:: WORK ITEM ::
Wherever a line in the records contains the word "impl", return that line.

Stored data entries:
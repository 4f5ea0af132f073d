//! Named condition resolution
//!
//! Conditions may refer to each other through `{Condition: name}`. Each name
//! is resolved at most once per render; names currently on the resolution
//! stack are tracked so a cycle fails instead of recursing forever.

use std::collections::HashMap;

use crate::template::Template;
use crate::value::Value;

use super::binder::Environment;
use super::error::EvalError;
use super::eval::{Evaluator, PartialGraph};
use super::suggest::find_similar;

/// Per-render condition memo and resolution stack
#[derive(Debug, Default)]
pub struct ConditionState {
    resolved: HashMap<String, bool>,
    visiting: Vec<String>,
}

impl ConditionState {
    /// Condition currently being resolved, innermost last
    pub fn stack(&self) -> &[String] {
        &self.visiting
    }

    pub fn is_resolved(&self, name: &str) -> bool {
        self.resolved.contains_key(name)
    }
}

impl Evaluator<'_> {
    /// Resolve a named condition to a boolean
    pub fn resolve_condition(&mut self, name: &str) -> Result<bool, EvalError> {
        if let Some(&value) = self.conditions.resolved.get(name) {
            return Ok(value);
        }
        if let Some(start) = self.conditions.visiting.iter().position(|n| n == name) {
            let mut cycle = self.conditions.visiting[start..].to_vec();
            cycle.push(name.to_string());
            return Err(EvalError::cyclic(cycle));
        }

        let template = self.template;
        let expr = template.conditions.get(name).ok_or_else(|| {
            EvalError::unknown_condition(
                name,
                find_similar(template.conditions.keys().map(String::as_str), name),
            )
        })?;

        self.conditions.visiting.push(name.to_string());
        let result = self.evaluate(expr);
        self.conditions.visiting.pop();

        let value = match result? {
            Value::Bool(b) => b,
            other => {
                return Err(EvalError::type_mismatch(
                    format!("condition '{}'", name),
                    "a boolean",
                    other.kind(),
                ))
            }
        };
        self.conditions.resolved.insert(name.to_string(), value);
        Ok(value)
    }
}

/// Resolve a single named condition against a template and environment
pub fn resolve(name: &str, template: &Template, env: &Environment) -> Result<bool, EvalError> {
    let graph = PartialGraph::declare(template);
    let mut evaluator = Evaluator::new(template, env, &graph);
    evaluator.resolve_condition(name)
}

#[cfg(test)]
mod tests {
    use super::*;
    use crate::template::{ConditionKind, Expression};

    fn env(environment: &str) -> Environment {
        [("Environment".to_string(), Value::from(environment))]
            .into_iter()
            .collect()
    }

    fn is_prod() -> Expression {
        Expression::Condition {
            kind: ConditionKind::Equals,
            args: vec![
                Expression::ParameterRef("Environment".to_string()),
                Expression::literal("prod"),
            ],
        }
    }

    fn template_with(conditions: Vec<(&str, Expression)>) -> Template {
        let mut template = Template::default();
        for (name, expr) in conditions {
            template.conditions.insert(name.to_string(), expr);
        }
        template
    }

    #[test]
    fn test_resolve_equals_condition() {
        let template = template_with(vec![("CreateDB", is_prod())]);
        assert_eq!(resolve("CreateDB", &template, &env("prod")), Ok(true));
        assert_eq!(resolve("CreateDB", &template, &env("dev")), Ok(false));
    }

    #[test]
    fn test_condition_referencing_condition() {
        let template = template_with(vec![
            ("IsProd", is_prod()),
            (
                "IsNotProd",
                Expression::Condition {
                    kind: ConditionKind::Not,
                    args: vec![Expression::ConditionRef("IsProd".to_string())],
                },
            ),
        ]);
        assert_eq!(resolve("IsNotProd", &template, &env("dev")), Ok(true));
    }

    #[test]
    fn test_cyclic_conditions_fail() {
        let template = template_with(vec![
            ("A", Expression::ConditionRef("B".to_string())),
            ("B", Expression::ConditionRef("A".to_string())),
        ]);
        assert_eq!(
            resolve("A", &template, &env("prod")),
            Err(EvalError::cyclic(vec![
                "A".to_string(),
                "B".to_string(),
                "A".to_string()
            ]))
        );
    }

    #[test]
    fn test_self_referencing_condition() {
        let template = template_with(vec![(
            "Loop",
            Expression::Condition {
                kind: ConditionKind::And,
                args: vec![
                    Expression::literal(true),
                    Expression::ConditionRef("Loop".to_string()),
                ],
            },
        )]);
        assert!(matches!(
            resolve("Loop", &template, &env("prod")),
            Err(EvalError::CyclicCondition { .. })
        ));
    }

    #[test]
    fn test_non_boolean_condition() {
        let template = template_with(vec![("Bad", Expression::literal("yes"))]);
        assert!(matches!(
            resolve("Bad", &template, &env("prod")),
            Err(EvalError::TypeMismatch { .. })
        ));
    }

    #[test]
    fn test_unknown_condition_suggests() {
        let template = template_with(vec![("IsProd", is_prod())]);
        let err = resolve("IsProdd", &template, &env("prod")).unwrap_err();
        assert_eq!(
            err,
            EvalError::unknown_condition("IsProdd", vec!["IsProd".to_string()])
        );
    }

    #[test]
    fn test_results_are_memoized_within_a_render() {
        let template = template_with(vec![("IsProd", is_prod())]);
        let env = env("prod");
        let graph = PartialGraph::declare(&template);
        let mut evaluator = Evaluator::new(&template, &env, &graph);

        assert!(!evaluator.conditions.is_resolved("IsProd"));
        assert_eq!(evaluator.resolve_condition("IsProd"), Ok(true));
        assert!(evaluator.conditions.is_resolved("IsProd"));
        assert!(evaluator.conditions.stack().is_empty());
    }
}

:: REPLY ::
impl ConditionState {
impl Evaluator<'_> {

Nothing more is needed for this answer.